▶ _Your instructions_: Among the entries below, find the lines with the word "RouteHandler" and copy them.

*** Block opens ***

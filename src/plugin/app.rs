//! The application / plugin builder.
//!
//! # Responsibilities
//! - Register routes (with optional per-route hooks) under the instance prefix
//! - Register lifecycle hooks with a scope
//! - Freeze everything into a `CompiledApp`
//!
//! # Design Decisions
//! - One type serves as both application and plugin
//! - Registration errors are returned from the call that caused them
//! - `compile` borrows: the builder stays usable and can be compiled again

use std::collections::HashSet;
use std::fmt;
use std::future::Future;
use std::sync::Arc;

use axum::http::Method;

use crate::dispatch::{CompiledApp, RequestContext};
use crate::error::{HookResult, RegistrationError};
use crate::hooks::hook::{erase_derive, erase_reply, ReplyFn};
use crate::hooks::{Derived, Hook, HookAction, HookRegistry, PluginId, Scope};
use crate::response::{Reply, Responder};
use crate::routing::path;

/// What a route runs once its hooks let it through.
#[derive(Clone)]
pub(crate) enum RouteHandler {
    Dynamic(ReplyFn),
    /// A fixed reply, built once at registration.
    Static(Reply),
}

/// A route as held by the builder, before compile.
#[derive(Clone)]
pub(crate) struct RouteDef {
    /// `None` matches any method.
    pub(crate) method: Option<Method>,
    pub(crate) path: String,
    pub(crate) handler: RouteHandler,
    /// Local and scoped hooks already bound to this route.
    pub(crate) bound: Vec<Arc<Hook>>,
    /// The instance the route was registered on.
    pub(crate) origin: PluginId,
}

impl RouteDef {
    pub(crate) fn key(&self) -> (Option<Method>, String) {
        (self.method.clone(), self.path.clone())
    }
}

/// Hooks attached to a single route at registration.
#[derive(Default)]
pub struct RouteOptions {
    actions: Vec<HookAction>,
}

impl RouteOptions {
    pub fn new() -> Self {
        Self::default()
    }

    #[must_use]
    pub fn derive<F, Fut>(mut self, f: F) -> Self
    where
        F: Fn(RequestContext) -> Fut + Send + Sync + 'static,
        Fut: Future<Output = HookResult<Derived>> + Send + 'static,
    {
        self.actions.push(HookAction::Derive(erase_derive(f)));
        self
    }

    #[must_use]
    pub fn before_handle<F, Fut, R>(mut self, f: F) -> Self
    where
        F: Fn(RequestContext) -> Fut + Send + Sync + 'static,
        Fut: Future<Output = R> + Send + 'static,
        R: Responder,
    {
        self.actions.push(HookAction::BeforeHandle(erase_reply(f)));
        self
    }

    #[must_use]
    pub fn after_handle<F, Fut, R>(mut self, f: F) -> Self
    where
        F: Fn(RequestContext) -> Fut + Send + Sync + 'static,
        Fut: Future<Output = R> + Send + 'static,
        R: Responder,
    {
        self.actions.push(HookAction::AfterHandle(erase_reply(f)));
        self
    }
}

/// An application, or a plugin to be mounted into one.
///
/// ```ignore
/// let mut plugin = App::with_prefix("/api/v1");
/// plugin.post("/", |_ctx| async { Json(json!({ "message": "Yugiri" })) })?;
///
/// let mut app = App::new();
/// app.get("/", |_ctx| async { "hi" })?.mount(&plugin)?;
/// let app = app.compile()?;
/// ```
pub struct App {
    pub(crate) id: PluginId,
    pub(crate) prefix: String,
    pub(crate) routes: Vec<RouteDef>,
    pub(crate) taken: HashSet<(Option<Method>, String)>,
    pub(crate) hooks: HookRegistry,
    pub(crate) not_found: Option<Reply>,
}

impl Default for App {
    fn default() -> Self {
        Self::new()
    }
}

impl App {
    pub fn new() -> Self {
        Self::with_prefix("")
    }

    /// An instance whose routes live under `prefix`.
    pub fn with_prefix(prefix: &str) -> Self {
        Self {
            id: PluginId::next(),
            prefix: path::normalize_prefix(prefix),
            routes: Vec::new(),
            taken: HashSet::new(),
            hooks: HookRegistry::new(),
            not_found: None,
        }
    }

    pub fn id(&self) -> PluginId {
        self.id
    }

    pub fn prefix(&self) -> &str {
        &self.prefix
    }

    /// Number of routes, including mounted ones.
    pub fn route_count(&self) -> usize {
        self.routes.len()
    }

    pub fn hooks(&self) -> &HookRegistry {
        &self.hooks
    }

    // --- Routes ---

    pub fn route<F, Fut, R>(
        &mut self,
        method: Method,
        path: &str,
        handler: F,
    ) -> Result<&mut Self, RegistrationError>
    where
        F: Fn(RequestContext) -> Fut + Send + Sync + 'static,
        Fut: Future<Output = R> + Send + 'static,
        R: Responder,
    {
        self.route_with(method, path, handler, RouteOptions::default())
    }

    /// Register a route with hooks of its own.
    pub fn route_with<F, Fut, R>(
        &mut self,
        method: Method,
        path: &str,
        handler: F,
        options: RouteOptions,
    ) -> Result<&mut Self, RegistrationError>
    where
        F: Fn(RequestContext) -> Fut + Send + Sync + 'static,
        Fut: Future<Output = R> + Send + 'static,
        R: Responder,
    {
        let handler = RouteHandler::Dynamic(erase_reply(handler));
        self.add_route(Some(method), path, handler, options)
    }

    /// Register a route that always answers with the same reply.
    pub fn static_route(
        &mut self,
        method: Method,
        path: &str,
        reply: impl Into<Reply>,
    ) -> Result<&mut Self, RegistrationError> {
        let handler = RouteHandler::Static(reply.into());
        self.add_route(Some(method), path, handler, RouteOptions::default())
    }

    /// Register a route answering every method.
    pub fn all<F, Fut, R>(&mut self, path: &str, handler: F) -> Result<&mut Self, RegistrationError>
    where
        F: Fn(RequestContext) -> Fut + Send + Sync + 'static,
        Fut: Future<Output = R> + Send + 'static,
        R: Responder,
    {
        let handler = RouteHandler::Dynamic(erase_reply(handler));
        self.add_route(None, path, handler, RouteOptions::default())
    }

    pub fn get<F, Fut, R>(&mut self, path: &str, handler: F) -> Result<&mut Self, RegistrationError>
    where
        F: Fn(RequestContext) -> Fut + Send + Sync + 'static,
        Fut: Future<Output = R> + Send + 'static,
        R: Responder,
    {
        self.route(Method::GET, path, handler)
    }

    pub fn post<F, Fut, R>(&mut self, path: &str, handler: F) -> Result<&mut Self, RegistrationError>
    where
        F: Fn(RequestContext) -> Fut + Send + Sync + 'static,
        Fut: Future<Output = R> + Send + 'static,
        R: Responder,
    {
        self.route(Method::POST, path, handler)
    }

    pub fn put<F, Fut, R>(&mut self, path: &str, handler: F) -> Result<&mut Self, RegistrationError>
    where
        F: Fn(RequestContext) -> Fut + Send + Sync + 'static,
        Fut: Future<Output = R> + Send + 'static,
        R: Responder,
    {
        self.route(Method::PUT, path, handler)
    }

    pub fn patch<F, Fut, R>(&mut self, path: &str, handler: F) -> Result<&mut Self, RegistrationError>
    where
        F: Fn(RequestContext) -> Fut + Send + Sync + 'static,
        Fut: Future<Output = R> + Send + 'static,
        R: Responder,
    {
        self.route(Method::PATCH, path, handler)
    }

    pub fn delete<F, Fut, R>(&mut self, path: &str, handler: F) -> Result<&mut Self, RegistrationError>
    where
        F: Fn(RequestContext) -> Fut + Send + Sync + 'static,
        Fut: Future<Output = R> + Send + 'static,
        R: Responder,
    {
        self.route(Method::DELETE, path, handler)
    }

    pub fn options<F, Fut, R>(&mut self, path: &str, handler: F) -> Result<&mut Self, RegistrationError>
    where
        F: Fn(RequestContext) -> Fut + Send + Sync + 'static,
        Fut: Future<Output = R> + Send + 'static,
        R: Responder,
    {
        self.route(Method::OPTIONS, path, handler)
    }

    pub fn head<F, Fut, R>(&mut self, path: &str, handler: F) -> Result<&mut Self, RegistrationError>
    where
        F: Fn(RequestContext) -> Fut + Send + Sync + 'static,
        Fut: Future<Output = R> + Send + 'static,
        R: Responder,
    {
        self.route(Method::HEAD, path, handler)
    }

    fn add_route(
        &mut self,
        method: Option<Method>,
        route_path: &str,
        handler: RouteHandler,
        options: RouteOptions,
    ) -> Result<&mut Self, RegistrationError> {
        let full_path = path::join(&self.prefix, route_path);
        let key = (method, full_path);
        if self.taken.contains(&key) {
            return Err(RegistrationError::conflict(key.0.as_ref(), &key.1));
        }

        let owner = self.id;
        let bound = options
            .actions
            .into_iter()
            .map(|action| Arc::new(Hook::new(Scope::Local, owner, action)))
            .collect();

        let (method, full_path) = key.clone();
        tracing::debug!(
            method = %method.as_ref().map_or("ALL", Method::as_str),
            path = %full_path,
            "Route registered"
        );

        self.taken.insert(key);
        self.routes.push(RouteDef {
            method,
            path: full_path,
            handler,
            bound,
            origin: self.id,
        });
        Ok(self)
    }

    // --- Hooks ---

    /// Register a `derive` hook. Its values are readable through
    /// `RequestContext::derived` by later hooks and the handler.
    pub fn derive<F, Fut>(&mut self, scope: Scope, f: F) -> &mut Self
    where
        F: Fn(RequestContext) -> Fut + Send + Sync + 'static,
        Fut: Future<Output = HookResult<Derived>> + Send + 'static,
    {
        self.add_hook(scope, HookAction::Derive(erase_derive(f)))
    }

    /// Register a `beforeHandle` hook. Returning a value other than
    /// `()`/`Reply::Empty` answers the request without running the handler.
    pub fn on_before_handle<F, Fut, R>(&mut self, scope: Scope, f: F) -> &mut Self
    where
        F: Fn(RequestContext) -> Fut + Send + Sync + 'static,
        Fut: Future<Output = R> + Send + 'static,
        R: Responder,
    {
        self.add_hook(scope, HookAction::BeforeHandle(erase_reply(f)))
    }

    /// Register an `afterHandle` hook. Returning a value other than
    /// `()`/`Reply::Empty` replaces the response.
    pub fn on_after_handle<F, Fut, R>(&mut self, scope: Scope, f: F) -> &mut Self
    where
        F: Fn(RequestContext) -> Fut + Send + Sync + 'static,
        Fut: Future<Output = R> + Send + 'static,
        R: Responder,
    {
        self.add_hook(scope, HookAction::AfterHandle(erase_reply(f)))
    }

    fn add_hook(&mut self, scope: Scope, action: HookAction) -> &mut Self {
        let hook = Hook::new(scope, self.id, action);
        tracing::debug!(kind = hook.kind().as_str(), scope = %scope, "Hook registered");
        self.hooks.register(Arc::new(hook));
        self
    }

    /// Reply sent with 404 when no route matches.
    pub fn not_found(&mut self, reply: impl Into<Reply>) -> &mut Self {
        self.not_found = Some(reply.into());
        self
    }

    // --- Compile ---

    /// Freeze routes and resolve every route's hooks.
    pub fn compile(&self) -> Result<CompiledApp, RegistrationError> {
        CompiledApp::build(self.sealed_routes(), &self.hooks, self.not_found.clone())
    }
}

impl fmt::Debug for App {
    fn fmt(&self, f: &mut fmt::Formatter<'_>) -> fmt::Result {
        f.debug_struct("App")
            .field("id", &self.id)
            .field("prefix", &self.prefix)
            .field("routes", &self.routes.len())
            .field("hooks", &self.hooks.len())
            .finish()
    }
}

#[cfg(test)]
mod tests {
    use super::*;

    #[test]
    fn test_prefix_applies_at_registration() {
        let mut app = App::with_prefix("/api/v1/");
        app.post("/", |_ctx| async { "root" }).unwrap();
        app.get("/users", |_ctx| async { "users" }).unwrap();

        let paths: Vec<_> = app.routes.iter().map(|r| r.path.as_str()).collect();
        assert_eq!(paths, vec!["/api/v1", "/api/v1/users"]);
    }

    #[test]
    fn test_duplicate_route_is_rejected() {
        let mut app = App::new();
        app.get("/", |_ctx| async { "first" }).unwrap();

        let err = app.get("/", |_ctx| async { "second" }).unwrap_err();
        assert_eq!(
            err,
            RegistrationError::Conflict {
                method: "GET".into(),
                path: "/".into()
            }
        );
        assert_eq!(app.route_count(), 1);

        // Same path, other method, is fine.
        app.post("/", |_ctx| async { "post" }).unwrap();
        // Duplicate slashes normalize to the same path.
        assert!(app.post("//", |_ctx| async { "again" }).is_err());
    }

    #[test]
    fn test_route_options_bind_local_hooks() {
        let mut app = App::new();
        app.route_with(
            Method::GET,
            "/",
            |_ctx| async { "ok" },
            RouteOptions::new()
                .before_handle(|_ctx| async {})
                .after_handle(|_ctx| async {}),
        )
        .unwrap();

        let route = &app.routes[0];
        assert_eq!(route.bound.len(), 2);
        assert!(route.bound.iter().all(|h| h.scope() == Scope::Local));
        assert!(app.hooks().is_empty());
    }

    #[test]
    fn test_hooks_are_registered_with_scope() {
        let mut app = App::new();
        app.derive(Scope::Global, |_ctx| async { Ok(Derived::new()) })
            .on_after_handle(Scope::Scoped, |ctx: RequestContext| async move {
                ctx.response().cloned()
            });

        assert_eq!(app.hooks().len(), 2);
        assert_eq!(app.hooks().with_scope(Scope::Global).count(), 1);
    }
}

*** Block closes ***

▶ _Exercise response_:
pub(crate) enum RouteHandler {
    pub(crate) handler: RouteHandler,
        let handler = RouteHandler::Dynamic(erase_reply(handler));
        let handler = RouteHandler::Static(reply.into());
        let handler = RouteHandler::Dynamic(erase_reply(handler));
        handler: RouteHandler,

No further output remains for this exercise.